I am studying protein phosphorylation and signal transduction. The protein kinase C (PKC) family of enzymes regulates many processes, including growth, secretion, differentiation, and neuronal function by phosphorylating downstream targets such as ion channels and transcription factors. Neurotransmitters, hormones and growth factors bind G-protein-coupled receptors or receptor tyrosine kinases leading to the stimulation of phospholipases. Phospholipase C generates diacylglycerol (DAG) and together with Ca2+ activates classical (c) PKCs.. Aberrant activation of PKC is linked to tumor promotion.

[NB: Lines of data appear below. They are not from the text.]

use clap::Args;
use serde::Serialize;

use orizuru::configuration::Configuration;
use orizuru::deploy::{self, Services};
use orizuru::paths;
use orizuru::pipeline::{FailurePolicy, LogReporter, WorkflowRun};
use orizuru::process::SystemRunner;
use orizuru::prompt::PromptEngine;
use orizuru::settings::SettingsStore;

use super::{CmdResult, GlobalArgs};
use crate::output::EXIT_WORKFLOW_FAILED;

#[derive(Args)]
pub struct CertificateArgs {}

#[derive(Serialize)]
pub struct CertificateOutput {
    pub command: String,
    pub directory: String,
    pub generated: bool,
    pub run: WorkflowRun,
}

pub fn run(_args: CertificateArgs, global: &GlobalArgs) -> CmdResult<CertificateOutput> {
    let root = paths::project_root()?;
    let settings = SettingsStore::for_project(&root);
    let prompter = PromptEngine::new();
    let services = Services {
        runner: &SystemRunner,
        prompter: &prompter,
        settings: &settings,
        root: &root,
    };

    let mut config = Configuration::new(global.invocation());
    let run = deploy::certificate_workflow(services, FailurePolicy::Propagate)
        .reporter(LogReporter)
        .run(&mut config)?;

    let exit_code = if run.succeeded() { 0 } else { EXIT_WORKFLOW_FAILED };
    Ok((
        CertificateOutput {
            command: "certificate".to_string(),
            directory: paths::certificate_dir(&root).display().to_string(),
            generated: config.contains("certificate.publicKey"),
            run,
        },
        exit_code,
    ))
}
//! CLI response formatting and output.
//!
//! Provides JSON envelope, printing, and exit code mapping.

use orizuru::error::Hint;
use orizuru::{Error, ErrorCode, Result};
use serde::Serialize;

/// Exit code for a workflow that ran to completion with a failed step.
pub const EXIT_WORKFLOW_FAILED: i32 = 21;

#[derive(Debug, Serialize)]
pub struct CliResponse<T: Serialize> {
    pub success: bool,
    #[serde(skip_serializing_if = "Option::is_none")]
    pub data: Option<T>,
    #[serde(skip_serializing_if = "Option::is_none")]
    pub error: Option<CliError>,
}

#[derive(Debug, Serialize)]
pub struct CliError {
    pub code: String,
    pub message: String,
    pub details: serde_json::Value,
    #[serde(skip_serializing_if = "Option::is_none")]
    pub hints: Option<Vec<Hint>>,
}

impl<T: Serialize> CliResponse<T> {
    pub fn success(data: T) -> Self {
        Self {
            success: true,
            data: Some(data),
            error: None,
        }
    }

    fn to_json(&self) -> Result<String> {
        serde_json::to_string_pretty(self).map_err(|e| {
            Error::internal_json(e.to_string(), Some("serialize response".to_string()))
        })
    }
}

impl CliResponse<()> {
    pub fn from_error(err: &Error) -> Self {
        Self {
            success: false,
            data: None,
            error: Some(CliError {
                code: err.code.as_str().to_string(),
                message: err.message.clone(),
                details: err.details.clone(),
                hints: if err.hints.is_empty() {
                    None
                } else {
                    Some(err.hints.clone())
                },
            }),
        }
    }
}

fn print_response<T: Serialize>(response: &CliResponse<T>) -> Result<()> {
    use std::io::{self, Write};

    let payload = response.to_json()?;
    let stdout = io::stdout();
    let mut handle = stdout.lock();
    if let Err(e) = writeln!(handle, "{}", payload) {
        if e.kind() == io::ErrorKind::BrokenPipe {
            return Ok(());
        }
        return Err(Error::internal_io(e.to_string(), Some("write stdout".to_string())));
    }
    Ok(())
}

pub fn print_json_result(result: Result<serde_json::Value>) -> Result<()> {
    match result {
        Ok(data) => print_response(&CliResponse::success(data)),
        Err(err) => print_response(&CliResponse::<()>::from_error(&err)),
    }
}

pub fn map_cmd_result_to_json<T: Serialize>(
    result: Result<(T, i32)>,
) -> (Result<serde_json::Value>, i32) {
    match result {
        Ok((data, exit_code)) => match serde_json::to_value(data) {
            Ok(value) => (Ok(value), exit_code),
            Err(err) => (
                Err(Error::internal_json(
                    err.to_string(),
                    Some("serialize response".to_string()),
                )),
                1,
            ),
        },
        Err(err) => {
            let exit_code = exit_code_for_error(err.code);
            (Err(err), exit_code)
        }
    }
}

pub fn exit_code_for_error(code: ErrorCode) -> i32 {
    match code {
        ErrorCode::ConfigMissingKey
        | ErrorCode::ConfigInvalidJson
        | ErrorCode::ConfigInvalidValue
        | ErrorCode::ValidationMissingArgument
        | ErrorCode::ValidationInvalidArgument
        | ErrorCode::ValidationInvalidJson
        | ErrorCode::PromptFailed => 2,

        code if code.is_schema() => 3,

        ErrorCode::ProcessSpawnFailed | ErrorCode::ProcessNonZeroExit => 20,

        ErrorCode::WorkflowAborted => EXIT_WORKFLOW_FAILED,

        _ => 1,
    }
}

A number of diseases are associated with mutations within PKC genes or misexpression of PKC, for example, ataxia in humans, heart failure in mouse and Parkinsonian syndrome in rat.
A great deal is known regarding structures, activation mechanisms and substrates, however information about in vivo regulation, downstream effectors and the physiological roles of individual PKC isoforms is more limited. I am using a genetic, proteomic and biochemical approach to identify upstream and downstream components of the PKC pathway. I cloned two protein kinase C (PKC) isoforms and a novel protein Kinase (PKL) from the free living nematode worm, Caenorhabditis elegans.
Most biological pathways and genes that are found in humans are present in C. elegans, for example the aging and apoptosis (cell death) pathways were discovered in this worm. I have discovered that the only classical isoform in C.elegans, PKC-2 is essential for normal thermotactic behavioral responses in the worm. My studies have allowed me to determine that PKC-2 is regulated by a cyclic nucleotide gated calcium channel. Using Differential gel electrophotesis (DIGE), I have identified proteins that have shifted mobilities in nematodes that over express PKC-2, indicating alterations in phosphorylation or other post-translational modifications. Characterization of these potential PKC-2 substrates is underway. My studies may lead to the development of new therapeutic agents.